Available records -
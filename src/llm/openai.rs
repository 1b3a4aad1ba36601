//! OpenAI Chat Completions provider.
//!
//! Talks to `https://api.openai.com` by default; any endpoint that speaks the
//! Chat Completions API works when `OPENAI_BASE_URL` points at it.

use async_trait::async_trait;
use reqwest::Client;
use secrecy::{ExposeSecret, SecretString};
use serde::{Deserialize, Serialize};

use crate::error::LlmError;
use crate::llm::provider::{
    ChatMessage, CompletionRequest, CompletionResponse, FinishReason, LlmProvider,
};

const PROVIDER_NAME: &str = "openai";

/// OpenAI Chat Completions API provider.
pub struct OpenAiProvider {
    client: Client,
    api_key: SecretString,
    base_url: String,
    model: String,
}

impl OpenAiProvider {
    /// Create a new provider. The API key must be non-empty.
    pub fn new(
        api_key: SecretString,
        base_url: impl Into<String>,
        model: impl Into<String>,
    ) -> Result<Self, LlmError> {
        if api_key.expose_secret().trim().is_empty() {
            return Err(LlmError::AuthFailed {
                provider: PROVIDER_NAME.to_string(),
            });
        }

        let client = Client::builder()
            .timeout(std::time::Duration::from_secs(120))
            .build()
            .map_err(|e| LlmError::RequestFailed {
                provider: PROVIDER_NAME.to_string(),
                reason: format!("Failed to build reqwest client: {}", e),
            })?;

        Ok(Self {
            client,
            api_key,
            base_url: base_url.into(),
            model: model.into(),
        })
    }

    /// Strips trailing `/v1` from base_url to avoid double `/v1`.
    fn api_url(&self, path: &str) -> String {
        let base = self.base_url.trim_end_matches('/');
        let base = base.strip_suffix("/v1").unwrap_or(base);
        format!("{}/v1/{}", base, path.trim_start_matches('/'))
    }

    async fn send_request(
        &self,
        body: &ChatCompletionRequest,
    ) -> Result<ChatCompletionResponse, LlmError> {
        let url = self.api_url("chat/completions");
        tracing::debug!(url = %url, model = %self.model, "Sending chat completion request");

        let response = self
            .client
            .post(&url)
            .header(
                "Authorization",
                format!("Bearer {}", self.api_key.expose_secret()),
            )
            .json(body)
            .send()
            .await
            .map_err(|e| {
                tracing::error!("OpenAI request failed: {}", e);
                LlmError::RequestFailed {
                    provider: PROVIDER_NAME.to_string(),
                    reason: e.to_string(),
                }
            })?;

        let status = response.status();
        let response_text = response.text().await.map_err(|e| LlmError::RequestFailed {
            provider: PROVIDER_NAME.to_string(),
            reason: format!("Failed to read response body: {}", e),
        })?;

        if !status.is_success() {
            return Err(match status.as_u16() {
                401 => LlmError::AuthFailed {
                    provider: PROVIDER_NAME.to_string(),
                },
                429 => LlmError::RateLimited {
                    provider: PROVIDER_NAME.to_string(),
                    retry_after: None,
                },
                _ => LlmError::RequestFailed {
                    provider: PROVIDER_NAME.to_string(),
                    reason: format!("HTTP {}: {}", status, truncate(&response_text, 200)),
                },
            });
        }

        serde_json::from_str(&response_text).map_err(|e| LlmError::InvalidResponse {
            provider: PROVIDER_NAME.to_string(),
            reason: format!(
                "JSON parse error: {}. Raw: {}",
                e,
                truncate(&response_text, 200)
            ),
        })
    }
}

fn truncate(s: &str, max_chars: usize) -> String {
    s.chars().take(max_chars).collect()
}

#[async_trait]
impl LlmProvider for OpenAiProvider {
    fn model_name(&self) -> &str {
        &self.model
    }

    async fn complete(&self, req: CompletionRequest) -> Result<CompletionResponse, LlmError> {
        let request = ChatCompletionRequest {
            model: self.model.clone(),
            messages: req.messages.into_iter().map(Into::into).collect(),
            temperature: req.temperature,
        };

        let response = self.send_request(&request).await?;

        let choice = response
            .choices
            .into_iter()
            .next()
            .ok_or_else(|| LlmError::InvalidResponse {
                provider: PROVIDER_NAME.to_string(),
                reason: "No choices in response".to_string(),
            })?;

        let content = choice.message.content.ok_or_else(|| LlmError::InvalidResponse {
            provider: PROVIDER_NAME.to_string(),
            reason: "Choice has no content".to_string(),
        })?;

        let finish_reason = parse_finish_reason(choice.finish_reason.as_deref());

        let usage = response.usage.unwrap_or_default();
        Ok(CompletionResponse {
            content,
            input_tokens: usage.prompt_tokens,
            output_tokens: usage.completion_tokens,
            finish_reason,
        })
    }
}

fn parse_finish_reason(raw: Option<&str>) -> FinishReason {
    match raw {
        Some("stop") => FinishReason::Stop,
        Some("length") => FinishReason::Length,
        Some("content_filter") => FinishReason::ContentFilter,
        _ => FinishReason::Unknown,
    }
}

// Chat Completions API types

#[derive(Debug, Serialize)]
struct ChatCompletionRequest {
    model: String,
    messages: Vec<ChatCompletionMessage>,
    #[serde(skip_serializing_if = "Option::is_none")]
    temperature: Option<f32>,
}

#[derive(Debug, Serialize)]
struct ChatCompletionMessage {
    role: &'static str,
    content: String,
}

impl From<ChatMessage> for ChatCompletionMessage {
    fn from(msg: ChatMessage) -> Self {
        Self {
            role: msg.role.as_str(),
            content: msg.content,
        }
    }
}

#[derive(Debug, Deserialize)]
struct ChatCompletionResponse {
    choices: Vec<ChatCompletionChoice>,
    #[serde(default)]
    usage: Option<ChatCompletionUsage>,
}

#[derive(Debug, Deserialize)]
struct ChatCompletionChoice {
    message: ChatCompletionResponseMessage,
    finish_reason: Option<String>,
}

#[derive(Debug, Deserialize)]
struct ChatCompletionResponseMessage {
    content: Option<String>,
}

#[derive(Debug, Default, Deserialize)]
struct ChatCompletionUsage {
    prompt_tokens: u32,
    completion_tokens: u32,
}

#[cfg(test)]
mod tests {
    use super::*;

    fn provider_with_base_url(base_url: &str) -> OpenAiProvider {
        OpenAiProvider::new(SecretString::from("sk-test"), base_url, "gpt-4").unwrap()
    }

    #[test]
    fn message_conversion_keeps_role() {
        let msg: ChatCompletionMessage = ChatMessage::system("persona").into();
        assert_eq!(msg.role, "system");
        assert_eq!(msg.content, "persona");

        let msg: ChatCompletionMessage = ChatMessage::assistant("hi").into();
        assert_eq!(msg.role, "assistant");
    }

    #[test]
    fn empty_api_key_is_rejected() {
        let result = OpenAiProvider::new(SecretString::from("  "), "https://api.openai.com", "gpt-4");
        assert!(matches!(result, Err(LlmError::AuthFailed { .. })));
    }

    #[test]
    fn api_url_handles_trailing_slash_and_v1() {
        assert_eq!(
            provider_with_base_url("https://api.openai.com/").api_url("chat/completions"),
            "https://api.openai.com/v1/chat/completions"
        );
        assert_eq!(
            provider_with_base_url("https://openrouter.ai/api/v1").api_url("/chat/completions"),
            "https://openrouter.ai/api/v1/chat/completions"
        );
    }

    #[test]
    fn request_omits_unset_temperature() {
        let request = ChatCompletionRequest {
            model: "gpt-4".to_string(),
            messages: vec![ChatMessage::user("hello").into()],
            temperature: Some(0.7),
        };
        let json = serde_json::to_value(&request).unwrap();
        assert_eq!(json["messages"][0]["role"], "user");
        assert!((json["temperature"].as_f64().unwrap() - 0.7).abs() < 1e-6);

        let request = ChatCompletionRequest {
            model: "gpt-4".to_string(),
            messages: Vec::new(),
            temperature: None,
        };
        let json = serde_json::to_value(&request).unwrap();
        assert!(json.get("temperature").is_none());
    }

    #[test]
    fn finish_reasons_map_and_flag_truncation() {
        assert_eq!(parse_finish_reason(Some("stop")), FinishReason::Stop);
        assert_eq!(parse_finish_reason(Some("length")), FinishReason::Length);
        assert_eq!(parse_finish_reason(None), FinishReason::Unknown);
        assert!(parse_finish_reason(Some("length")).is_cut_short());
        assert!(parse_finish_reason(Some("content_filter")).is_cut_short());
        assert!(!parse_finish_reason(Some("stop")).is_cut_short());
    }

    #[test]
    fn response_without_usage_parses() {
        let raw = r#"{"choices":[{"message":{"role":"assistant","content":"مرحبا"},"finish_reason":"stop"}]}"#;
        let parsed: ChatCompletionResponse = serde_json::from_str(raw).unwrap();
        assert!(parsed.usage.is_none());
        assert_eq!(parsed.choices[0].message.content.as_deref(), Some("مرحبا"));
    }
}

Assignment -
Return each full line of the entries that contains the word "InvalidResponse".

Task result -
        serde_json::from_str(&response_text).map_err(|e| LlmError::InvalidResponse {
            .ok_or_else(|| LlmError::InvalidResponse {
        let content = choice.message.content.ok_or_else(|| LlmError::InvalidResponse {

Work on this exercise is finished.